*** Opening of RECORDS FOR PROCESSING ***

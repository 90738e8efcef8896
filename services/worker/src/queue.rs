//! services/worker/src/queue.rs
//!
//! In-process queue substrate: one channel per lane, a small pool of worker
//! tasks per lane, linear backoff with an attempt cap and a hard deadline
//! per job kind. Producers only see the `JobQueue` port, so this whole
//! module could be swapped for an external broker without touching the
//! pipelines.
//!
//! Delivery is at-least-once by design (a retried job may race a duplicate
//! enqueue); the pipelines absorb duplicates by checking entity state
//! before doing any work.

use crate::pipeline::PipelineError;
use async_trait::async_trait;
use cat_tales_core::params::Lane;
use cat_tales_core::ports::{Job, JobQueue, QueueError};
use std::collections::HashMap;
use std::sync::Arc;
use std::time::{Duration, Instant};
use tokio::sync::{mpsc, Mutex};
use tokio_util::sync::CancellationToken;
use tracing::{error, info, warn};

/// Retry contract for one job kind: how many attempts, how long between
/// them, and when to give up entirely.
#[derive(Debug, Clone, Copy)]
pub struct RetryPolicy {
    pub max_attempts: u32,
    pub backoff: &'static [Duration],
    pub deadline: Duration,
}

/// Document extraction: quick jobs, short backoff, give up after 2 hours.
pub const DOCUMENT_RETRY: RetryPolicy = RetryPolicy {
    max_attempts: 3,
    backoff: &[
        Duration::from_secs(30),
        Duration::from_secs(120),
        Duration::from_secs(300),
    ],
    deadline: Duration::from_secs(2 * 60 * 60),
};

/// AI generation: slower and more expensive, longer backoff, 6 hours.
pub const SIMPLIFICATION_RETRY: RetryPolicy = RetryPolicy {
    max_attempts: 3,
    backoff: &[
        Duration::from_secs(60),
        Duration::from_secs(300),
        Duration::from_secs(900),
    ],
    deadline: Duration::from_secs(6 * 60 * 60),
};

fn policy_for(job: &Job) -> RetryPolicy {
    match job {
        Job::ProcessDocument { .. } => DOCUMENT_RETRY,
        Job::GenerateSimplification { .. } => SIMPLIFICATION_RETRY,
    }
}

/// Executes jobs pulled off the lanes. Implemented by the pipeline bundle;
/// mocked in tests.
#[async_trait]
pub trait JobRunner: Send + Sync {
    async fn run(&self, job: Job) -> Result<(), PipelineError>;

    /// Invoked once after retries are exhausted or the deadline passed, so
    /// the entity can be parked in `failed` instead of appearing to be
    /// in-flight forever.
    async fn on_permanent_failure(&self, job: Job, error: Option<&PipelineError>);
}

#[derive(Debug, Clone)]
struct QueuedJob {
    job: Job,
    attempt: u32,
    first_enqueued: Instant,
}

const LANES: [Lane; 4] = [Lane::Default, Lane::Heavy, Lane::AiDefault, Lane::AiPriority];
const LANE_CAPACITY: usize = 1024;

/// The producer side of the substrate. Cheap to clone.
#[derive(Clone)]
pub struct QueueSubstrate {
    senders: HashMap<Lane, mpsc::Sender<QueuedJob>>,
}

impl QueueSubstrate {
    /// Builds the lanes and spawns `workers_per_lane` consumer tasks per
    /// lane. Workers stop when `shutdown` is cancelled.
    pub fn start(
        runner: Arc<dyn JobRunner>,
        workers_per_lane: usize,
        shutdown: CancellationToken,
    ) -> Self {
        let mut senders = HashMap::new();
        for lane in LANES {
            let (tx, rx) = mpsc::channel::<QueuedJob>(LANE_CAPACITY);
            let rx = Arc::new(Mutex::new(rx));
            for worker_index in 0..workers_per_lane.max(1) {
                tokio::spawn(lane_worker(
                    lane,
                    worker_index,
                    Arc::clone(&rx),
                    tx.clone(),
                    Arc::clone(&runner),
                    shutdown.clone(),
                ));
            }
            senders.insert(lane, tx);
        }
        Self { senders }
    }
}

#[async_trait]
impl JobQueue for QueueSubstrate {
    async fn enqueue(&self, job: Job, lane: Lane) -> Result<(), QueueError> {
        let sender = self
            .senders
            .get(&lane)
            .ok_or(QueueError::Closed(lane.as_str()))?;
        info!(kind = job.kind(), entity = %job.entity_id(), lane = lane.as_str(), "enqueued job");
        sender
            .send(QueuedJob {
                job,
                attempt: 1,
                first_enqueued: Instant::now(),
            })
            .await
            .map_err(|_| QueueError::Closed(lane.as_str()))
    }
}

async fn lane_worker(
    lane: Lane,
    worker_index: usize,
    rx: Arc<Mutex<mpsc::Receiver<QueuedJob>>>,
    tx: mpsc::Sender<QueuedJob>,
    runner: Arc<dyn JobRunner>,
    shutdown: CancellationToken,
) {
    info!(lane = lane.as_str(), worker_index, "lane worker started");
    loop {
        // The lock is only held while waiting for one message; processing
        // happens after it is released so workers run concurrently.
        let queued = {
            let mut guard = tokio::select! {
                guard = rx.lock() => guard,
                _ = shutdown.cancelled() => break,
            };
            tokio::select! {
                msg = guard.recv() => msg,
                _ = shutdown.cancelled() => break,
            }
        };
        let Some(queued) = queued else { break };
        handle_job(lane, queued, &tx, runner.as_ref()).await;
    }
    info!(lane = lane.as_str(), worker_index, "lane worker stopped");
}

async fn handle_job(
    lane: Lane,
    queued: QueuedJob,
    tx: &mpsc::Sender<QueuedJob>,
    runner: &dyn JobRunner,
) {
    let policy = policy_for(&queued.job);
    let age = queued.first_enqueued.elapsed();
    if age > policy.deadline {
        warn!(
            lane = lane.as_str(),
            kind = queued.job.kind(),
            entity = %queued.job.entity_id(),
            ?age,
            "job exceeded its retry deadline, abandoning"
        );
        runner.on_permanent_failure(queued.job, None).await;
        return;
    }

    match runner.run(queued.job).await {
        Ok(()) => {}
        Err(e) => {
            if queued.attempt >= policy.max_attempts {
                error!(
                    lane = lane.as_str(),
                    kind = queued.job.kind(),
                    entity = %queued.job.entity_id(),
                    attempt = queued.attempt,
                    error = %e,
                    "job failed on final attempt"
                );
                runner.on_permanent_failure(queued.job, Some(&e)).await;
                return;
            }
            let delay = policy.backoff
                [((queued.attempt - 1) as usize).min(policy.backoff.len() - 1)];
            warn!(
                lane = lane.as_str(),
                kind = queued.job.kind(),
                entity = %queued.job.entity_id(),
                attempt = queued.attempt,
                ?delay,
                error = %e,
                "job failed, scheduling retry"
            );
            let tx = tx.clone();
            let retry = QueuedJob {
                attempt: queued.attempt + 1,
                ..queued
            };
            // Delayed redelivery; if the lane shut down meanwhile the retry
            // is dropped with the rest of the queue.
            tokio::spawn(async move {
                tokio::time::sleep(delay).await;
                let _ = tx.send(retry).await;
            });
        }
    }
}

#[cfg(test)]
mod tests {
    use super::*;
    use cat_tales_core::ports::StoreError;
    use std::sync::atomic::{AtomicU32, Ordering};

    /// Fails the first `failures` runs, then succeeds.
    struct FlakyRunner {
        failures: u32,
        runs: AtomicU32,
        permanent: AtomicU32,
    }

    impl FlakyRunner {
        fn new(failures: u32) -> Self {
            Self {
                failures,
                runs: AtomicU32::new(0),
                permanent: AtomicU32::new(0),
            }
        }
    }

    #[async_trait]
    impl JobRunner for FlakyRunner {
        async fn run(&self, _job: Job) -> Result<(), PipelineError> {
            let run = self.runs.fetch_add(1, Ordering::SeqCst);
            if run < self.failures {
                Err(PipelineError::Store(StoreError::Unexpected(
                    "transient".into(),
                )))
            } else {
                Ok(())
            }
        }

        async fn on_permanent_failure(&self, _job: Job, _error: Option<&PipelineError>) {
            self.permanent.fetch_add(1, Ordering::SeqCst);
        }
    }

    fn test_job() -> Job {
        Job::ProcessDocument {
            document_id: uuid::Uuid::new_v4(),
        }
    }

    #[tokio::test(start_paused = true)]
    async fn job_retries_with_backoff_then_succeeds() {
        let runner = Arc::new(FlakyRunner::new(2));
        let shutdown = CancellationToken::new();
        let queue = QueueSubstrate::start(runner.clone(), 1, shutdown.clone());

        queue.enqueue(test_job(), Lane::Default).await.unwrap();

        // Paused time auto-advances through the 30s and 120s backoffs.
        while runner.runs.load(Ordering::SeqCst) < 3 {
            tokio::time::sleep(Duration::from_secs(1)).await;
        }
        assert_eq!(runner.runs.load(Ordering::SeqCst), 3);
        assert_eq!(runner.permanent.load(Ordering::SeqCst), 0);
        shutdown.cancel();
    }

    #[tokio::test(start_paused = true)]
    async fn permanent_failure_fires_after_attempt_cap() {
        let runner = Arc::new(FlakyRunner::new(u32::MAX));
        let shutdown = CancellationToken::new();
        let queue = QueueSubstrate::start(runner.clone(), 1, shutdown.clone());

        queue.enqueue(test_job(), Lane::Heavy).await.unwrap();

        while runner.permanent.load(Ordering::SeqCst) == 0 {
            tokio::time::sleep(Duration::from_secs(1)).await;
        }
        // Exactly three attempts, then the permanent-failure hook.
        assert_eq!(runner.runs.load(Ordering::SeqCst), 3);
        assert_eq!(runner.permanent.load(Ordering::SeqCst), 1);
        shutdown.cancel();
    }
}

*** Close of RECORDS FOR PROCESSING ***

(TASK STATEMENT) The expected answer is a copy of each line above containing "ProcessDocument".

(COMPLETED TASK)
        Job::ProcessDocument { .. } => DOCUMENT_RETRY,
        Job::ProcessDocument {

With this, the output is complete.